### The data
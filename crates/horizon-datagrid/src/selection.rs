//! Selection state for datagrid items.
//!
//! This module provides [`Selection`], which tracks the selection mode and
//! the selected items of a datagrid.
//!
//! Items are compared with `PartialEq`. "All selected" is always relative to
//! the items currently displayed, so it keeps working under paging and
//! filtering.
//!
//! # Example
//!
//! ```
//! use horizon_datagrid::{Selection, SelectionMode, SelectionSnapshot};
//!
//! let selection = Selection::new();
//! selection.set_mode(SelectionMode::Multi);
//! selection.set_displayed(vec!["a", "b"]);
//!
//! selection.changed.connect(|snapshot| {
//!     if let SelectionSnapshot::Multi(items) = snapshot {
//!         println!("{} selected", items.len());
//!     }
//! });
//!
//! selection.set_selected(&"a", true);
//! assert!(selection.is_selected(&"a"));
//!
//! selection.toggle_all();
//! assert!(selection.is_all_selected());
//! ```

use std::fmt;
use std::sync::Arc;

use horizon_datagrid_core::logging::targets;
use horizon_datagrid_core::{grid_debug, grid_trace, Signal};
use parking_lot::RwLock;

/// Values a datagrid can display and select.
pub trait GridItem: Clone + PartialEq + Send + Sync + 'static {}

impl<T> GridItem for T where T: Clone + PartialEq + Send + Sync + 'static {}

/// How items can be selected.
#[derive(Debug, Clone, Copy, PartialEq, Eq, Default)]
pub enum SelectionMode {
    /// Selection is not tracked here; rows keep a local flag.
    #[default]
    None,
    /// At most one item is selected.
    Single,
    /// Any number of items can be selected.
    Multi,
}

/// The selection as delivered by [`Selection::changed`].
#[derive(Debug, Clone, PartialEq)]
pub enum SelectionSnapshot<T> {
    /// The single selected item, if any.
    Single(Option<T>),
    /// The selected items in selection order.
    Multi(Vec<T>),
}

struct SelectionInner<T> {
    mode: SelectionMode,
    current_single: Option<T>,
    current: Vec<T>,
    displayed: Vec<T>,
}

impl<T: GridItem> SelectionInner<T> {
    fn snapshot(&self) -> SelectionSnapshot<T> {
        match self.mode {
            SelectionMode::Single => SelectionSnapshot::Single(self.current_single.clone()),
            SelectionMode::None | SelectionMode::Multi => {
                SelectionSnapshot::Multi(self.current.clone())
            }
        }
    }

    fn is_all_selected(&self) -> bool {
        self.mode == SelectionMode::Multi
            && !self.displayed.is_empty()
            && self.displayed.iter().all(|item| self.current.contains(item))
    }
}

/// Tracks the selection mode and the selected items.
pub struct Selection<T: GridItem> {
    inner: RwLock<SelectionInner<T>>,

    /// Emitted after every effective mutation.
    pub changed: Arc<Signal<SelectionSnapshot<T>>>,
}

impl<T: GridItem> Default for Selection<T> {
    fn default() -> Self {
        Self::new()
    }
}

impl<T: GridItem> Selection<T> {
    /// Creates an empty selection in [`SelectionMode::None`].
    pub fn new() -> Self {
        Self {
            inner: RwLock::new(SelectionInner {
                mode: SelectionMode::None,
                current_single: None,
                current: Vec::new(),
                displayed: Vec::new(),
            }),
            changed: Arc::new(Signal::new()),
        }
    }

    // =========================================================================
    // Mode
    // =========================================================================

    /// The current selection mode.
    pub fn mode(&self) -> SelectionMode {
        self.inner.read().mode
    }

    /// Switches the selection mode.
    ///
    /// Previous selections do not carry over to the new mode.
    pub fn set_mode(&self, mode: SelectionMode) {
        let mut inner = self.inner.write();
        if inner.mode == mode {
            return;
        }
        grid_debug!(target: targets::SELECTION, from = ?inner.mode, to = ?mode, "selection mode changed");
        inner.mode = mode;
        inner.current_single = None;
        inner.current.clear();
    }

    // =========================================================================
    // Displayed Items
    // =========================================================================

    /// Replaces the set of items currently displayed.
    pub fn set_displayed(&self, items: Vec<T>) {
        self.inner.write().displayed = items;
    }

    /// The items currently displayed.
    pub fn displayed(&self) -> Vec<T> {
        self.inner.read().displayed.clone()
    }

    // =========================================================================
    // Queries
    // =========================================================================

    /// Checks if an item is selected in the current mode.
    ///
    /// Always `false` in [`SelectionMode::None`].
    pub fn is_selected(&self, item: &T) -> bool {
        let inner = self.inner.read();
        match inner.mode {
            SelectionMode::None => false,
            SelectionMode::Single => inner.current_single.as_ref() == Some(item),
            SelectionMode::Multi => inner.current.contains(item),
        }
    }

    /// Returns `true` in multi mode when every displayed item is selected.
    pub fn is_all_selected(&self) -> bool {
        self.inner.read().is_all_selected()
    }

    /// The selected items.
    pub fn current(&self) -> Vec<T> {
        self.inner.read().current.clone()
    }

    /// The single selected item.
    pub fn current_single(&self) -> Option<T> {
        self.inner.read().current_single.clone()
    }

    /// The selection in the shape of the current mode.
    pub fn snapshot(&self) -> SelectionSnapshot<T> {
        self.inner.read().snapshot()
    }

    // =========================================================================
    // Mutations
    // =========================================================================

    /// Selects or deselects one item.
    ///
    /// In single mode, selecting replaces the current item and deselecting
    /// only clears it if `item` is the current one. Ignored in
    /// [`SelectionMode::None`].
    pub fn set_selected(&self, item: &T, selected: bool) {
        self.mutate(|inner| match inner.mode {
            SelectionMode::None => {
                grid_trace!(target: targets::SELECTION, "selection disabled, ignoring");
                false
            }
            SelectionMode::Single => {
                if selected {
                    if inner.current_single.as_ref() == Some(item) {
                        return false;
                    }
                    inner.current_single = Some(item.clone());
                    true
                } else if inner.current_single.as_ref() == Some(item) {
                    inner.current_single = None;
                    true
                } else {
                    false
                }
            }
            SelectionMode::Multi => {
                let position = inner.current.iter().position(|i| i == item);
                match (selected, position) {
                    (true, None) => {
                        inner.current.push(item.clone());
                        true
                    }
                    (false, Some(index)) => {
                        inner.current.remove(index);
                        true
                    }
                    _ => false,
                }
            }
        });
    }

    /// Replaces the selected items.
    pub fn set_current(&self, items: Vec<T>) {
        self.mutate(|inner| {
            if inner.current == items {
                return false;
            }
            inner.current = items;
            true
        });
    }

    /// Replaces the single selected item.
    pub fn set_current_single(&self, item: Option<T>) {
        self.mutate(|inner| {
            if inner.current_single == item {
                return false;
            }
            inner.current_single = item;
            true
        });
    }

    /// Selects every displayed item, or deselects them all if they already are.
    ///
    /// A partial selection becomes a full one. Selected items that are not
    /// displayed are kept. Only meaningful in multi mode.
    pub fn toggle_all(&self) {
        self.mutate(|inner| {
            if inner.mode != SelectionMode::Multi {
                grid_trace!(target: targets::SELECTION, "toggle_all outside multi mode, ignoring");
                return false;
            }
            if inner.is_all_selected() {
                let SelectionInner {
                    current, displayed, ..
                } = inner;
                current.retain(|item| !displayed.contains(item));
            } else {
                let missing: Vec<T> = inner
                    .displayed
                    .iter()
                    .filter(|item| !inner.current.contains(item))
                    .cloned()
                    .collect();
                if missing.is_empty() {
                    return false;
                }
                inner.current.extend(missing);
            }
            true
        });
    }

    /// Deselects everything.
    pub fn clear(&self) {
        self.mutate(|inner| {
            if inner.current.is_empty() && inner.current_single.is_none() {
                return false;
            }
            inner.current.clear();
            inner.current_single = None;
            true
        });
    }

    fn mutate<F>(&self, f: F)
    where
        F: FnOnce(&mut SelectionInner<T>) -> bool,
    {
        let snapshot = {
            let mut inner = self.inner.write();
            if !f(&mut *inner) {
                return;
            }
            inner.snapshot()
        };
        self.changed.emit(snapshot);
    }
}

impl<T: GridItem + fmt::Debug> fmt::Debug for Selection<T> {
    fn fmt(&self, f: &mut fmt::Formatter<'_>) -> fmt::Result {
        let inner = self.inner.read();
        f.debug_struct("Selection")
            .field("mode", &inner.mode)
            .field("current_single", &inner.current_single)
            .field("current", &inner.current)
            .field("displayed", &inner.displayed.len())
            .finish()
    }
}

static_assertions::assert_impl_all!(Selection<String>: Send, Sync);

### Problem to work on
Show a copy of each line from the records above in which the string "enum" occurs.

### Answer section
pub enum SelectionMode {
pub enum SelectionSnapshot<T> {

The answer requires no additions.